WHAT IS NEEDED:
Would you restate the data exactly as given?

(GIVEN DATA)

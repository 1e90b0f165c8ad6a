pub mod drag;
pub mod edge_draw;
pub mod geometry;
pub mod hit;
pub mod layout;
pub mod renderer;
pub mod viewport;
//! Small crate-wide convenience macros.

/// Log a debug line to the browser console.
///
/// Compiled in for debug builds only.  On non-wasm targets there is no
/// console, so the arguments are still type-checked but nothing is emitted.
///
/// ```rust,ignore
/// debug_log!("Started drag of node {}", node_id);
/// ```
#[macro_export]
macro_rules! debug_log {
    ($($arg:tt)*) => {{
        #[cfg(all(debug_assertions, target_arch = "wasm32"))]
        {
            web_sys::console::log_1(&format!($($arg)*).into());
        }
        #[cfg(not(all(debug_assertions, target_arch = "wasm32")))]
        {
            let _ = format_args!($($arg)*);
        }
    }};
}

/// Log a warning to the browser console (all build profiles).
#[macro_export]
macro_rules! warn_log {
    ($($arg:tt)*) => {{
        #[cfg(target_arch = "wasm32")]
        {
            web_sys::console::warn_1(&format!($($arg)*).into());
        }
        #[cfg(not(target_arch = "wasm32"))]
        {
            let _ = format_args!($($arg)*);
        }
    }};
}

(End GIVEN DATA)

OUTPUT FOR THIS EXERCISE:
repository 1e90b0f165c8ad6a
pub mod drag;
pub mod edge_draw;
pub mod geometry;
pub mod hit;
pub mod layout;
pub mod renderer;
pub mod viewport;
//! Small crate-wide convenience macros.

/// Log a debug line to the browser console.
///
/// Compiled in for debug builds only.  On non-wasm targets there is no
/// console, so the arguments are still type-checked but nothing is emitted.
///
/// ```rust,ignore
/// debug_log!("Started drag of node {}", node_id);
/// ```
#[macro_export]
macro_rules! debug_log {
    ($($arg:tt)*) => {{
        #[cfg(all(debug_assertions, target_arch = "wasm32"))]
        {
            web_sys::console::log_1(&format!($($arg)*).into());
        }
        #[cfg(not(all(debug_assertions, target_arch = "wasm32")))]
        {
            let _ = format_args!($($arg)*);
        }
    }};
}

/// Log a warning to the browser console (all build profiles).
#[macro_export]
macro_rules! warn_log {
    ($($arg:tt)*) => {{
        #[cfg(target_arch = "wasm32")]
        {
            web_sys::console::warn_1(&format!($($arg)*).into());
        }
        #[cfg(not(target_arch = "wasm32"))]
        {
            let _ = format_args!($($arg)*);
        }
    }};
}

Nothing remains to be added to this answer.